The spectacular kind of hardware failure

Gentle reader, I have attempted several times to pen my thoughts on the epic hack of the US Office of Personnel Management that compromised the security information of pretty much everyone who works for the US government, but I keep losing my vision and hearing a ringing in my ears when I try to do so. So I turn to a lesser-known and differently-awesome fail: the US visa system.

Since a computer failure on the 26th of May - over three weeks ago - the US embassies and consulates worldwide have been basically unable to issue new visas except in very limited circumstances. You haven't heard much about this because it hasn't really affected most US citizens, but believe me it's still a big issue. It seems that they're not expecting the system to be working again until next week at the earliest. Estimates of impacted users are on the order of 200,000-500,000; many people are stuck overseas, unable to return to the USA until their visa renewal is processed.

What happened? The US Department of State has a FAQ but it is fairly bland, just referring to "technical problems with our visa systems" and noting "this is a hardware failure, and we are working to restore system functions".

So a hardware failure took out nearly the entire system for a month. The most common cause of this kind of failure is a large storage system - either a mechanical failure that prevents access to all the data you wrote on the disks, or a software error that deleted or overwrote most of the data on there. This, of course, is why we have backups - once you discover the problem, you replace the drive (if broken) and then restore your backed up data from the last known good state. You might then have to apply patches on top to cover data that was written after the backup, but the first step should get you 90%+ of the way there. Of course, this assumes that you have backups and that you are regularly doing test restores to confirm that what you're backing up is still usable.

The alternative failure is of a relatively large machine. If you're running something comparable to the largest databases in the world you're going to be using relatively custom hardware. If it goes "foom", e.g. because its motherboard melts, you're completely stuck until an engineer can come over with the replacement part and fix it. If the part is not replaceable, you're going to have to buy an entirely new machine - and move the old one out, and install the new one, and test it, and hook it up to the existing storage, and run qualification checks... But this should still be on the order of 1 week.

A clue comes from a report of the State Department:

"More than 100 engineers from the government and the private sector [my emphasis] are working around the clock on the problem, said John Kirby, State Department spokesman, at a briefing on Wednesday.
You can't use 100 engineers to replace a piece of hardware. They simply won't fit in your server room. This smells for all the world like a mechanical or software failure affecting a storage system where the data has actually been lost. My money is on backups that weren't actually backing up data, or backing it up in a form that needed substantial manual intervention to restore, e.g. a corrupted database index file which would need every single piece of data to be reindexed. Since they've roped in private sector engineers, they're likely from whoever supplied the hardware in question: Oracle or IBM, at a guess.

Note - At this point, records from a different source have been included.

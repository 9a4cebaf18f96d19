//! Integration tests for scroll positions driven through their public API
//!
//! These tests verify that:
//! - User offsets, jumps and animations produce the expected notifications
//! - Start and end notifications pair up across activity changes
//! - Flings settle through the scheduler, even when it has gone away
//! - Offsets survive rebuilds through page storage and absorb

mod common;

use std::sync::atomic::{AtomicBool, Ordering};
use std::sync::Arc;
use std::time::Duration;

use blinc_animation::{AnimationScheduler, Easing, Tolerance};
use blinc_core::{Drag, DragEndDetails, DragStartDetails, DragUpdateDetails};
use blinc_scroll::{
    ActivityKind, PageStorageBucket, PageStorageKey, PhysicsKind, PhysicsPolicy, PositionOptions,
    ScrollDirection, ScrollNotification, ScrollPhysics, ScrollPositionWithSingleContext, StorageContext,
};

use common::{count, init_tracing, laid_out, layout, RecordingContext, FRAME};

/// Clamping physics with a coarser distance tolerance
#[derive(Debug)]
struct LooseTolerance;

impl PhysicsPolicy for LooseTolerance {
    fn kind(&self) -> PhysicsKind {
        PhysicsKind::Custom("LooseToleranceScrollPhysics")
    }

    fn tolerance(&self, _physics: &ScrollPhysics) -> Tolerance {
        Tolerance::new(0.5, Tolerance::DEFAULT.time, 20.0)
    }
}

/// Test that a drag delta moves the offset and reports exactly one update
#[test]
fn test_drag_delta_reports_single_update() {
    init_tracing();
    let scheduler = AnimationScheduler::new();
    let context = RecordingContext::new(scheduler.handle());
    let position = laid_out(ScrollPhysics::clamping(), context.clone(), 1000.0);

    let mut drag = position
        .lock()
        .unwrap()
        .drag(DragStartDetails::default(), None)
        .unwrap();
    drag.update(DragUpdateDetails::primary(None, -50.0)).unwrap();

    let p = position.lock().unwrap();
    assert_eq!(p.pixels(), Some(50.0));
    assert_eq!(p.user_scroll_direction(), ScrollDirection::Reverse);

    let notifications = context.take();
    let updates: Vec<f64> = notifications
        .iter()
        .filter_map(|n| match n {
            ScrollNotification::Update { scroll_delta, .. } => Some(*scroll_delta),
            _ => None,
        })
        .collect();
    assert_eq!(updates, vec![50.0]);
    assert_eq!(count(&notifications, ScrollNotification::is_overscroll), 0);
}

/// Test that a reversed axis flips drag deltas
#[test]
fn test_reversed_axis_flips_drag_delta() {
    let scheduler = AnimationScheduler::new();
    let context = RecordingContext::reversed(scheduler.handle());
    let position = laid_out(ScrollPhysics::clamping(), context, 1000.0);

    let mut drag = position
        .lock()
        .unwrap()
        .drag(DragStartDetails::default(), None)
        .unwrap();
    drag.update(DragUpdateDetails::primary(None, 30.0)).unwrap();

    assert_eq!(position.lock().unwrap().pixels(), Some(30.0));
}

/// Test that jumping twice to the same offset only notifies once
#[test]
fn test_jump_to_same_offset_is_silent() {
    let scheduler = AnimationScheduler::new();
    let context = RecordingContext::new(scheduler.handle());
    let position = laid_out(ScrollPhysics::clamping(), context.clone(), 1000.0);
    let mut p = position.lock().unwrap();

    p.jump_to(300.0).unwrap();
    let first = context.take();
    assert_eq!(first.len(), 3);
    assert!(first[0].is_start());
    assert!(matches!(first[1], ScrollNotification::Update { scroll_delta, .. } if scroll_delta == 300.0));
    assert!(first[2].is_end());

    p.jump_to(300.0).unwrap();
    assert!(context.take().is_empty());
    assert_eq!(p.activity_kind(), Some(ActivityKind::Idle));
}

/// Test that an animation within the physics' distance tolerance jumps instead
#[test]
fn test_animate_within_tolerance_jumps() {
    let scheduler = AnimationScheduler::new();
    let context = RecordingContext::new(scheduler.handle());
    let physics = ScrollPhysics::new(LooseTolerance).with_parent(ScrollPhysics::clamping());
    assert_eq!(physics.to_string(), "LooseToleranceScrollPhysics -> ClampingScrollPhysics");
    let position = laid_out(physics, context, 1000.0);
    let mut p = position.lock().unwrap();

    p.jump_to(100.0).unwrap();
    let done = p
        .animate_to(100.0001, Duration::from_millis(300), Easing::Ease)
        .unwrap();

    assert!(done.is_complete());
    assert_eq!(p.activity_kind(), Some(ActivityKind::Idle));
    assert_eq!(p.pixels(), Some(100.0001));
}

/// Test that a fling brackets all of its motion with one start and one end
#[test]
fn test_fling_pairs_start_and_end() {
    init_tracing();
    let mut scheduler = AnimationScheduler::new();
    let context = RecordingContext::new(scheduler.handle());
    let position = laid_out(ScrollPhysics::clamping(), context.clone(), 5000.0);

    let mut drag = position
        .lock()
        .unwrap()
        .drag(DragStartDetails::default(), None)
        .unwrap();
    drag.update(DragUpdateDetails::primary(None, -20.0)).unwrap();
    drag.update(DragUpdateDetails::primary(None, -20.0)).unwrap();
    drag.end(DragEndDetails::primary(-2500.0)).unwrap();
    assert_eq!(position.lock().unwrap().activity_kind(), Some(ActivityKind::Ballistic));

    let mut frames = 0;
    while position.lock().unwrap().activity_kind() != Some(ActivityKind::Idle) {
        scheduler.advance(FRAME);
        position.lock().unwrap().tick().unwrap();
        frames += 1;
        assert!(frames < 600, "fling never settled");
    }

    let p = position.lock().unwrap();
    assert!(p.pixels().unwrap() > 40.0);
    assert!(!p.is_scrolling());

    let notifications = context.take();
    assert_eq!(count(&notifications, ScrollNotification::is_start), 1);
    assert_eq!(count(&notifications, ScrollNotification::is_end), 1);
    assert!(notifications.first().is_some_and(ScrollNotification::is_start));
    assert!(notifications
        .iter()
        .rev()
        .find(|n| !matches!(n, ScrollNotification::UserScroll { .. }))
        .is_some_and(ScrollNotification::is_end));

    // Content ignores the pointer only while the fling runs
    assert_eq!(context.ignore_pointer_calls(), vec![true, false]);
}

/// Test that a fling into the end of bouncing content springs back to the extent
#[test]
fn test_bouncing_fling_springs_back() {
    let mut scheduler = AnimationScheduler::new();
    let context = RecordingContext::new(scheduler.handle());
    let position = laid_out(ScrollPhysics::bouncing(), context.clone(), 600.0);

    {
        let mut p = position.lock().unwrap();
        p.jump_to(550.0).unwrap();
        p.go_ballistic(3000.0).unwrap();
    }

    let mut overshoot: f64 = 0.0;
    for _ in 0..600 {
        scheduler.advance(FRAME);
        let mut p = position.lock().unwrap();
        p.tick().unwrap();
        overshoot = overshoot.max(p.pixels().unwrap());
        if p.activity_kind() == Some(ActivityKind::Idle) {
            break;
        }
    }

    let p = position.lock().unwrap();
    assert!(overshoot > 600.0, "bouncing physics should overshoot the end");
    assert!((p.pixels().unwrap() - 600.0).abs() < 1.0);
    assert_eq!(p.activity_kind(), Some(ActivityKind::Idle));
    assert_eq!(count(&context.take(), ScrollNotification::is_overscroll), 0);
}

/// Test that animations settle on the next frame once the scheduler is gone
#[test]
fn test_animation_settles_without_scheduler() {
    init_tracing();
    let scheduler = AnimationScheduler::new();
    let context = RecordingContext::new(scheduler.handle());
    let position = laid_out(ScrollPhysics::clamping(), context, 1000.0);
    drop(scheduler);

    let done = position
        .lock()
        .unwrap()
        .animate_to(500.0, Duration::from_millis(300), Easing::EaseInOut)
        .unwrap();
    assert!(!done.is_complete());

    position.lock().unwrap().tick().unwrap();
    pollster::block_on(done);

    let p = position.lock().unwrap();
    assert_eq!(p.pixels(), Some(500.0));
    assert_eq!(p.activity_kind(), Some(ActivityKind::Idle));
}

/// Test that interrupting an animation resolves its completion
#[test]
fn test_interrupted_animation_resolves() {
    let scheduler = AnimationScheduler::new();
    let context = RecordingContext::new(scheduler.handle());
    let position = laid_out(ScrollPhysics::clamping(), context, 1000.0);
    let mut p = position.lock().unwrap();

    let done = p
        .animate_to(800.0, Duration::from_millis(300), Easing::Linear)
        .unwrap();
    let canceled = Arc::new(AtomicBool::new(false));
    let flag = canceled.clone();
    let hold = p
        .hold(Some(Box::new(move || flag.store(true, Ordering::SeqCst))))
        .unwrap();

    assert!(done.is_complete());
    assert_eq!(p.activity_kind(), Some(ActivityKind::Hold));
    drop(p);

    hold.cancel().unwrap();
    assert!(canceled.load(Ordering::SeqCst));
    assert_eq!(position.lock().unwrap().activity_kind(), Some(ActivityKind::Idle));
}

/// Test that a stale drag handle is ignored once another gesture took over
#[test]
fn test_stale_drag_handle_is_ignored() {
    let scheduler = AnimationScheduler::new();
    let context = RecordingContext::new(scheduler.handle());
    let position = laid_out(ScrollPhysics::clamping(), context, 1000.0);

    let mut first = position
        .lock()
        .unwrap()
        .drag(DragStartDetails::default(), None)
        .unwrap();
    let mut second = position
        .lock()
        .unwrap()
        .drag(DragStartDetails::default(), None)
        .unwrap();

    first.update(DragUpdateDetails::primary(None, -100.0)).unwrap();
    assert_eq!(position.lock().unwrap().pixels(), Some(0.0));

    second.update(DragUpdateDetails::primary(None, -100.0)).unwrap();
    assert_eq!(position.lock().unwrap().pixels(), Some(100.0));
}

/// Test that the offset is restored from page storage when a view is rebuilt
#[test]
fn test_page_storage_restores_offset() {
    let scheduler = AnimationScheduler::new();
    let bucket = Arc::new(PageStorageBucket::new());
    let key = PageStorageKey::new("settings").child("scroll");
    let context = RecordingContext::with_storage(scheduler.handle(), StorageContext::new(bucket.clone(), key.clone()));

    let position = laid_out(ScrollPhysics::clamping(), context.clone(), 1000.0);
    position.lock().unwrap().jump_to(420.0).unwrap();
    assert_eq!(bucket.read_state(&key), Some(420.0));
    position.lock().unwrap().dispose();

    let rebuilt = ScrollPositionWithSingleContext::new(
        ScrollPhysics::clamping(),
        context.clone(),
        PositionOptions::default(),
        None,
    )
    .unwrap();
    assert_eq!(rebuilt.lock().unwrap().pixels(), Some(420.0));

    // Without keep_scroll_offset the stored value is ignored
    let fresh = ScrollPositionWithSingleContext::new(
        ScrollPhysics::clamping(),
        context,
        PositionOptions {
            keep_scroll_offset: false,
            ..PositionOptions::default()
        },
        None,
    )
    .unwrap();
    assert_eq!(fresh.lock().unwrap().pixels(), Some(0.0));
}

/// Test that a drag in flight keeps working after its position is replaced
#[test]
fn test_absorb_keeps_drag_alive() {
    let scheduler = AnimationScheduler::new();
    let old_context = RecordingContext::new(scheduler.handle());
    let old = laid_out(ScrollPhysics::clamping(), old_context.clone(), 1000.0);

    let mut drag = old
        .lock()
        .unwrap()
        .drag(DragStartDetails::default(), None)
        .unwrap();
    drag.update(DragUpdateDetails::primary(None, -40.0)).unwrap();
    old_context.take();

    let new_context = RecordingContext::new(scheduler.handle());
    let replacement = ScrollPositionWithSingleContext::new(
        ScrollPhysics::clamping(),
        new_context.clone(),
        PositionOptions::default(),
        Some(&old),
    )
    .unwrap();
    {
        let p = replacement.lock().unwrap();
        assert_eq!(p.pixels(), Some(40.0));
        assert_eq!(p.activity_kind(), Some(ActivityKind::Drag));
        assert!(p.is_scrolling());
    }
    assert_eq!(old.lock().unwrap().activity_kind(), None);
    drop(old);

    drag.update(DragUpdateDetails::primary(None, -10.0)).unwrap();
    assert_eq!(replacement.lock().unwrap().pixels(), Some(50.0));
    assert!(old_context.take().is_empty());
    assert_eq!(count(&new_context.take(), ScrollNotification::is_update), 1);
}

/// Test that absorbing into different physics restarts a running fling
#[test]
fn test_absorb_with_new_physics_restarts_fling() {
    let mut scheduler = AnimationScheduler::new();
    let context = RecordingContext::new(scheduler.handle());
    let old = laid_out(ScrollPhysics::bouncing(), context.clone(), 10_000.0);
    old.lock().unwrap().go_ballistic(1500.0).unwrap();
    scheduler.advance(FRAME);
    old.lock().unwrap().tick().unwrap();

    let replacement = ScrollPositionWithSingleContext::new(
        ScrollPhysics::clamping(),
        context,
        PositionOptions::default(),
        Some(&old),
    )
    .unwrap();
    layout(&replacement, 10_000.0);

    let p = replacement.lock().unwrap();
    assert_eq!(p.activity_kind(), Some(ActivityKind::Ballistic));
    assert!(p.activity().is_some_and(|activity| activity.velocity() > 0.0));
}

/// Test that content smaller than the viewport cannot be dragged without
/// always-scrollable physics
#[test]
fn test_can_drag_follows_physics() {
    let scheduler = AnimationScheduler::new();
    let context = RecordingContext::new(scheduler.handle());
    laid_out(ScrollPhysics::clamping(), context.clone(), 0.0);
    assert_eq!(context.can_drag(), Some(false));

    let context = RecordingContext::new(scheduler.handle());
    let physics = ScrollPhysics::always_scrollable().apply_to(Some(&ScrollPhysics::clamping()));
    laid_out(physics, context.clone(), 0.0);
    assert_eq!(context.can_drag(), Some(true));

    let context = RecordingContext::new(scheduler.handle());
    laid_out(ScrollPhysics::never_scrollable(), context.clone(), 1000.0);
    assert_eq!(context.can_drag(), Some(false));
}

The US Visa Office issues around 10 million non-immigrant visas per year, which are fairly simple, and about 500,000 immigrant visas per year which are a lot more involved with photos, other biometrics, large forms and legal papers. Say one of the latter takes up 100MB (a hi-res photo is about 5MB) and one of the former takes up 5MB; then that's a total of about 100TB per year. That's a lot of data to process, particularly if you have to build a verification system from scratch.

I'd love to see a report on this from the Government Accountability Office when the dust settles, but fear that the private sector company concerned will put pressure on to keep the report locked up tight "for reasons of commercial confidentiality and government security". My arse.